//! # Hash Primitive
//!
//! `hash` maps bytes to a 32-byte [`Digest`] under the selected
//! [`HashAlgorithm`]. `pair_hash` combines two child digests into their
//! parent:
//!
//! ```text
//! pair_hash(a, b) = hash(min(a, b) || max(a, b))
//! ```
//!
//! Sorting the children makes the combine commutative, so a proof needs no
//! left/right flags and verification folds siblings in order.

use merkledrop_core::{Digest, HashAlgorithm};
use sha2::Digest as _;
use sha2::Sha256;
use sha3::Keccak256;

/// Hash arbitrary bytes to a digest.
pub fn hash(algorithm: HashAlgorithm, data: &[u8]) -> Digest {
    let bytes: [u8; 32] = match algorithm {
        HashAlgorithm::Keccak256 => Keccak256::digest(data).into(),
        HashAlgorithm::Sha256 => Sha256::digest(data).into(),
    };
    Digest::new(bytes)
}

/// Combine two child digests into their parent using sorted-pair ordering.
pub fn pair_hash(algorithm: HashAlgorithm, a: &Digest, b: &Digest) -> Digest {
    let (lo, hi) = if a <= b { (a, b) } else { (b, a) };
    let mut buf = [0u8; 64];
    buf[..32].copy_from_slice(lo.as_bytes());
    buf[32..].copy_from_slice(hi.as_bytes());
    hash(algorithm, &buf)
}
▬▬▬▬▬▬▬▬▬▬
**PROBLEM REQUIREMENTS:**
Down to the last line, repeat the data exactly.

**FINISHED TASK:**
//! # Hash Primitive
//!
//! `hash` maps bytes to a 32-byte [`Digest`] under the selected
//! [`HashAlgorithm`]. `pair_hash` combines two child digests into their
//! parent:
//!
//! ```text
//! pair_hash(a, b) = hash(min(a, b) || max(a, b))
//! ```
//!
//! Sorting the children makes the combine commutative, so a proof needs no
//! left/right flags and verification folds siblings in order.

use merkledrop_core::{Digest, HashAlgorithm};
use sha2::Digest as _;
use sha2::Sha256;
use sha3::Keccak256;

/// Hash arbitrary bytes to a digest.
pub fn hash(algorithm: HashAlgorithm, data: &[u8]) -> Digest {
    let bytes: [u8; 32] = match algorithm {
        HashAlgorithm::Keccak256 => Keccak256::digest(data).into(),
        HashAlgorithm::Sha256 => Sha256::digest(data).into(),
    };
    Digest::new(bytes)
}

/// Combine two child digests into their parent using sorted-pair ordering.
pub fn pair_hash(algorithm: HashAlgorithm, a: &Digest, b: &Digest) -> Digest {
    let (lo, hi) = if a <= b { (a, b) } else { (b, a) };
    let mut buf = [0u8; 64];
    buf[..32].copy_from_slice(lo.as_bytes());
    buf[32..].copy_from_slice(hi.as_bytes());
    hash(algorithm, &buf)
}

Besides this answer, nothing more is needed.